---- Available records

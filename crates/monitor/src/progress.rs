//! Reconciled state of one tracked saga.
//!
//! Snapshots may arrive duplicated, out of order or overtaken by a later
//! answer. [`SagaProgress::apply`] folds them into a monotonic view: the
//! completed set is a union, and a snapshot whose status ranks below the
//! current one is discarded.

use std::collections::BTreeSet;

use common::SagaId;
use domain::{Money, OrderType, SagaSnapshot, SagaStatus, StepId, StepPath, StepRegistry};

/// Result of folding one snapshot into the progress.
#[derive(Debug, Clone, Copy, PartialEq, Eq)]
pub enum Reconciled {
    /// The snapshot was merged.
    Applied { status_changed: bool },
    /// The snapshot was older than what is already known.
    Stale,
    /// The snapshot belongs to another saga.
    ForeignSaga,
}

/// Monotonic, canonicalised view of a saga built from its snapshots.
#[derive(Debug, Clone)]
pub struct SagaProgress {
    saga_id: SagaId,
    status: SagaStatus,
    current_step: Option<StepId>,
    completed: BTreeSet<StepId>,
    failure_reason: Option<String>,
    order_type: Option<OrderType>,
    execution_price: Option<Money>,
    compensation_chain: Vec<StepId>,
}

impl SagaProgress {
    /// Starts tracking from the snapshot returned by the submit call.
    pub fn new(initial: &SagaSnapshot, registry: &StepRegistry) -> Self {
        let mut progress = Self {
            saga_id: initial.saga_id.clone(),
            status: initial.status,
            current_step: None,
            completed: BTreeSet::new(),
            failure_reason: None,
            order_type: None,
            execution_price: None,
            compensation_chain: Vec::new(),
        };
        progress.merge(initial, registry);
        progress
    }

    /// Folds a snapshot into the progress.
    pub fn apply(&mut self, snapshot: &SagaSnapshot, registry: &StepRegistry) -> Reconciled {
        if snapshot.saga_id != self.saga_id {
            return Reconciled::ForeignSaga;
        }
        if snapshot.status.rank() < self.status.rank()
            || (self.status.is_terminal() && snapshot.status != self.status)
        {
            return Reconciled::Stale;
        }

        let status_changed = snapshot.status != self.status;
        self.status = snapshot.status;
        self.merge(snapshot, registry);
        Reconciled::Applied { status_changed }
    }

    fn merge(&mut self, snapshot: &SagaSnapshot, registry: &StepRegistry) {
        self.completed
            .extend(registry.canonical_set(&snapshot.completed_steps));
        self.current_step = snapshot.current_step.as_ref().map(|step| {
            registry
                .canonicalize(step.as_str())
                .cloned()
                .unwrap_or_else(|| step.clone())
        });

        if snapshot.failure_reason.is_some() {
            self.failure_reason.clone_from(&snapshot.failure_reason);
        }
        if snapshot.order_type.is_some() {
            self.order_type = snapshot.order_type;
        }
        if snapshot.execution_price.is_some() {
            self.execution_price = snapshot.execution_price;
        }

        if self.status.is_compensation_phase() {
            let chain: Vec<StepId> = registry
                .compensation_chain(&self.completed)
                .into_iter()
                .map(|definition| definition.id.clone())
                .collect();
            // Completed steps only grow, but a stale chain must never replace
            // a longer one already on screen.
            if chain.len() >= self.compensation_chain.len() {
                self.compensation_chain = chain;
            }
        }
    }

    pub fn saga_id(&self) -> &SagaId {
        &self.saga_id
    }

    pub fn status(&self) -> SagaStatus {
        self.status
    }

    pub fn current_step(&self) -> Option<&StepId> {
        self.current_step.as_ref()
    }

    /// Every canonical step id reported as completed so far.
    pub fn completed(&self) -> &BTreeSet<StepId> {
        &self.completed
    }

    pub fn failure_reason(&self) -> Option<&str> {
        self.failure_reason.as_deref()
    }

    pub fn order_type(&self) -> Option<OrderType> {
        self.order_type
    }

    pub fn execution_price(&self) -> Option<Money> {
        self.execution_price
    }

    /// Compensation chain resolved from forward progress; empty outside the
    /// compensation phase.
    pub fn compensation_chain(&self) -> &[StepId] {
        &self.compensation_chain
    }

    /// The ordering the reveal follows right now and the steps of it that are
    /// done.
    ///
    /// Forward mode reveals the completed forward steps. Compensation mode
    /// reveals the chain steps the backend reports done, and the whole chain
    /// once compensation has completed.
    pub fn reveal_target(&self, registry: &StepRegistry) -> (Vec<StepId>, BTreeSet<StepId>) {
        if self.status.is_compensation_phase() {
            let order = self.compensation_chain.clone();
            let done = if self.status == SagaStatus::CompensationCompleted {
                order.iter().cloned().collect()
            } else {
                order
                    .iter()
                    .filter(|id| self.completed.contains(*id))
                    .cloned()
                    .collect()
            };
            (order, done)
        } else {
            let done = self
                .completed
                .iter()
                .filter(|id| registry.path_of(id.as_str()) == Some(StepPath::Forward))
                .cloned()
                .collect();
            (registry.forward_ids(), done)
        }
    }
}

--------

◆ What the task asks ◆
What lines above contain the string "SagaSnapshot"? Copy all of them.

◆ Result of this task ◆
use domain::{Money, OrderType, SagaSnapshot, SagaStatus, StepId, StepPath, StepRegistry};
    pub fn new(initial: &SagaSnapshot, registry: &StepRegistry) -> Self {
    pub fn apply(&mut self, snapshot: &SagaSnapshot, registry: &StepRegistry) -> Reconciled {
    fn merge(&mut self, snapshot: &SagaSnapshot, registry: &StepRegistry) {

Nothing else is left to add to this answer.